Work item – Search the entries below for "DecodedFrame". Report each line where it occurs.

[Stored data — start]

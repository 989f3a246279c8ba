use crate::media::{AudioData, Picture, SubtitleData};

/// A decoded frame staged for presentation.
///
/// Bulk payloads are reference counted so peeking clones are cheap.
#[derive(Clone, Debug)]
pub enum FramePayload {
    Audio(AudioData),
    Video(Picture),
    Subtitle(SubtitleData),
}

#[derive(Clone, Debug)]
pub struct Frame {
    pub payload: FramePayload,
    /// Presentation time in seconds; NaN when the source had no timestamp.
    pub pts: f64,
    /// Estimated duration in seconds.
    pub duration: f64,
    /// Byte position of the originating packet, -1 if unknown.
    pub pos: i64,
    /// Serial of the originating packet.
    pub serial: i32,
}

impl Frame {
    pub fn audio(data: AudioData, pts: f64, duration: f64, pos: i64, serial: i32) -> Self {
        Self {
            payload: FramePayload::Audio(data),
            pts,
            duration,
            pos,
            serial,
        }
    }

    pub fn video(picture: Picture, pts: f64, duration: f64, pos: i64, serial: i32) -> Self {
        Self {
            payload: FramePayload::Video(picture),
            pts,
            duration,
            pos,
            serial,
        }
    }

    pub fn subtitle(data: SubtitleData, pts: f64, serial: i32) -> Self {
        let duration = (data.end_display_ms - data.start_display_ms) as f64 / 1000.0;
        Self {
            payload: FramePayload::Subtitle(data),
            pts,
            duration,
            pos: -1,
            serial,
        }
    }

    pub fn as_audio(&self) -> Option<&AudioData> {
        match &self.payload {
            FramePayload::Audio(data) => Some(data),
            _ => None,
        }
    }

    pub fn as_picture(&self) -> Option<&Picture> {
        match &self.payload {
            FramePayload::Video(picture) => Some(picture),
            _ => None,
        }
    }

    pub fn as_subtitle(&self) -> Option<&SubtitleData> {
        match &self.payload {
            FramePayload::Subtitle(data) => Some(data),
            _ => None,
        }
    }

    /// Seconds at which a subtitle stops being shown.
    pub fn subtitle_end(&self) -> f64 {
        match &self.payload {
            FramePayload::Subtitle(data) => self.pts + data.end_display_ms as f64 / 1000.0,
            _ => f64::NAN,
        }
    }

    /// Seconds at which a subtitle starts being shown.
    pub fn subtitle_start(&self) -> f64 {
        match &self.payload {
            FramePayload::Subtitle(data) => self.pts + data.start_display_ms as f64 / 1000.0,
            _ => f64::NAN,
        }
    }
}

[Stored data — finish]
[Stored data — start]

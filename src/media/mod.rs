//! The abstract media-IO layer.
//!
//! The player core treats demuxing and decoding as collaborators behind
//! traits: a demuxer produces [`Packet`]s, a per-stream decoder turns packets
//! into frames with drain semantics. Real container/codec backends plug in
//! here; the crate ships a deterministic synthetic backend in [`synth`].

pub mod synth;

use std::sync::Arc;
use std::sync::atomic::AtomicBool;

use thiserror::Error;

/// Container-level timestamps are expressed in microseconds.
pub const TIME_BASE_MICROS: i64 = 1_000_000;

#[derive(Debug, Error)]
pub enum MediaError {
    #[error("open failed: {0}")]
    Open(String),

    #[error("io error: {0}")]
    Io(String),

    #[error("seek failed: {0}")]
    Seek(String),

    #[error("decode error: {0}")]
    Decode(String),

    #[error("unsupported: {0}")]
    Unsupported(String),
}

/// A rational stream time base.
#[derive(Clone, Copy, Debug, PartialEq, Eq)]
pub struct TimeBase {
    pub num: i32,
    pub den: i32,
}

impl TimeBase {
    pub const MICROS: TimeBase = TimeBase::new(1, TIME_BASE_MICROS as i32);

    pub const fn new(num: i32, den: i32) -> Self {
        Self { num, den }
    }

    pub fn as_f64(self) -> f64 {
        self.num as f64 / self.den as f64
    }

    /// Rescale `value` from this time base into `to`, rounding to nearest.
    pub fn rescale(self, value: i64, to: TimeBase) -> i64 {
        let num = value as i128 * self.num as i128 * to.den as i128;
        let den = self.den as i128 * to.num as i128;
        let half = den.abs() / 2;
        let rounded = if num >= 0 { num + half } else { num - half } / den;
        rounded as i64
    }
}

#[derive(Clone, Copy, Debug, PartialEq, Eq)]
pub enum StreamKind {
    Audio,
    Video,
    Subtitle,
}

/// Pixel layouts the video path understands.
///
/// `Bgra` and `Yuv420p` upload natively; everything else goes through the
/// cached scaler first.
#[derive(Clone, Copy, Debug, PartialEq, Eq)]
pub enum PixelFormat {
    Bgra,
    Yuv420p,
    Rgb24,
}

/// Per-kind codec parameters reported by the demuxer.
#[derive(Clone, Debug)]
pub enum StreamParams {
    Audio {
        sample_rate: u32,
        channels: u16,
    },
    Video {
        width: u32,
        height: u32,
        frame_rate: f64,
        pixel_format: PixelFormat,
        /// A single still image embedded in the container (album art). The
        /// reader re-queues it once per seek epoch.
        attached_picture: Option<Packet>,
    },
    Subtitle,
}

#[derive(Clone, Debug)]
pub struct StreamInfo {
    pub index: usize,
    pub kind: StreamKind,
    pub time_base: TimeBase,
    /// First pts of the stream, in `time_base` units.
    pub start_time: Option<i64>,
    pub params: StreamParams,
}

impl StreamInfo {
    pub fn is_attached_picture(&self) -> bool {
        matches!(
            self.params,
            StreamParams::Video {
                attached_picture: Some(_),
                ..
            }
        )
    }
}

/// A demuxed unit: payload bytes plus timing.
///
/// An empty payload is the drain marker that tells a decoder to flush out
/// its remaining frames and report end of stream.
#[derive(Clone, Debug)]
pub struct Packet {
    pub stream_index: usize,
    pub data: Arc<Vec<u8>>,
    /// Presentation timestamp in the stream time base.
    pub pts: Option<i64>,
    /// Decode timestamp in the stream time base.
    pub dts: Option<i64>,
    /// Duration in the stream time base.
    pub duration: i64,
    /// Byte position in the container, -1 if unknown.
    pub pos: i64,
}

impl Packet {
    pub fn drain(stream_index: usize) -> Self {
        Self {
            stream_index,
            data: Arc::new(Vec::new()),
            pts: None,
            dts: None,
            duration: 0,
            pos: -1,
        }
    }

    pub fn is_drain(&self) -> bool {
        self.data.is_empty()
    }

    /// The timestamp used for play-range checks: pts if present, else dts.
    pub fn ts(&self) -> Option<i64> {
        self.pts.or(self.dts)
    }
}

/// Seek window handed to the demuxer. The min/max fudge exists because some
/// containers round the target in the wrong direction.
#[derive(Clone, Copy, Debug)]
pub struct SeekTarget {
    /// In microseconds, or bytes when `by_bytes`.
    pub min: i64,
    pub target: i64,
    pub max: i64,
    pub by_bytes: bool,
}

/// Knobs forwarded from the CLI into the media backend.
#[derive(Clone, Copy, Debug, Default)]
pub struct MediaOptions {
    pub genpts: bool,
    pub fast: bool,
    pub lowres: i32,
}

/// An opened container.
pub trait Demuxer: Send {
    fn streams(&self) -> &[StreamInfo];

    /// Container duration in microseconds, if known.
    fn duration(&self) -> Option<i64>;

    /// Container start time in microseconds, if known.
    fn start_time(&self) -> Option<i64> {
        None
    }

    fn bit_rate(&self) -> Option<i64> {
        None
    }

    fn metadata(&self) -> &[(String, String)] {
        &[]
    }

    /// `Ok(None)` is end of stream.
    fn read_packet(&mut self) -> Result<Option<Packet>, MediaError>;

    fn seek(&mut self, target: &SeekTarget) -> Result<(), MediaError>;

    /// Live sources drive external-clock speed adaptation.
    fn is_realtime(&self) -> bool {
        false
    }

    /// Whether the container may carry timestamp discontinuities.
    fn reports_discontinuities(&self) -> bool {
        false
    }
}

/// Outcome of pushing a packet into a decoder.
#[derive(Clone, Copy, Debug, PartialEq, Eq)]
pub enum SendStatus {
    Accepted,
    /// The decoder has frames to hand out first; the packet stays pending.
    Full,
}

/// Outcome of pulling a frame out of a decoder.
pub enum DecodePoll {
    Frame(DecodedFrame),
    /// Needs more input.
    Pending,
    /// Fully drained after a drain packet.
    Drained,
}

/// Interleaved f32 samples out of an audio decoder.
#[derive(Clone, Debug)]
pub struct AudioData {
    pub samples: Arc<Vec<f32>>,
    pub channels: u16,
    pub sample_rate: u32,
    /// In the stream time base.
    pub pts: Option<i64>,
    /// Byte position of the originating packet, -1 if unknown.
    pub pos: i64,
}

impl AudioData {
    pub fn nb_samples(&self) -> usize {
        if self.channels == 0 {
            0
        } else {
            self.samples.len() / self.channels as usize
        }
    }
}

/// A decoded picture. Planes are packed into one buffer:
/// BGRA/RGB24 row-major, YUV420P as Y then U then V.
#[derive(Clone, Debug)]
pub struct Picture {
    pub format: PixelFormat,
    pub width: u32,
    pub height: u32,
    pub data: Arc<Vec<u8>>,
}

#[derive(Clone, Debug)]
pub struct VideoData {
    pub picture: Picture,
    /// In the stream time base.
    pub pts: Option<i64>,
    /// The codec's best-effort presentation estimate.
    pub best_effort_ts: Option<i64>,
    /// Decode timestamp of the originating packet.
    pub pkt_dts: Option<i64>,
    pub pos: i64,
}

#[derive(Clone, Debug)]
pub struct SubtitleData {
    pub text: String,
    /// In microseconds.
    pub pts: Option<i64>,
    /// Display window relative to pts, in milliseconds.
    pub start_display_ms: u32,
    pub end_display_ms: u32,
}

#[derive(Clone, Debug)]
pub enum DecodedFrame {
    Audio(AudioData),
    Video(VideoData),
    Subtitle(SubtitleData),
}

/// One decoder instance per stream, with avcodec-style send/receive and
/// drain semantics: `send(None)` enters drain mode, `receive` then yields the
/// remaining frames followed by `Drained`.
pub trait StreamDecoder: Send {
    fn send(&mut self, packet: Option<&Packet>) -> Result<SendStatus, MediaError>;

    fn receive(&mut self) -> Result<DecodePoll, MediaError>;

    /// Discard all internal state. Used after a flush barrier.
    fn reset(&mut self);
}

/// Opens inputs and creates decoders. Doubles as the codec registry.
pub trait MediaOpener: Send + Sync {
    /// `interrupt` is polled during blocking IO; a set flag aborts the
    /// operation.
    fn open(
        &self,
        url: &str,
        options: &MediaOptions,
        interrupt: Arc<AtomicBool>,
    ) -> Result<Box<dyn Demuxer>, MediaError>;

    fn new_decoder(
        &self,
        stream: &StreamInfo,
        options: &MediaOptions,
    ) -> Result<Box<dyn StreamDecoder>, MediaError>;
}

[Stored data — finish]

Problem solution –
    Frame(DecodedFrame),
pub enum DecodedFrame {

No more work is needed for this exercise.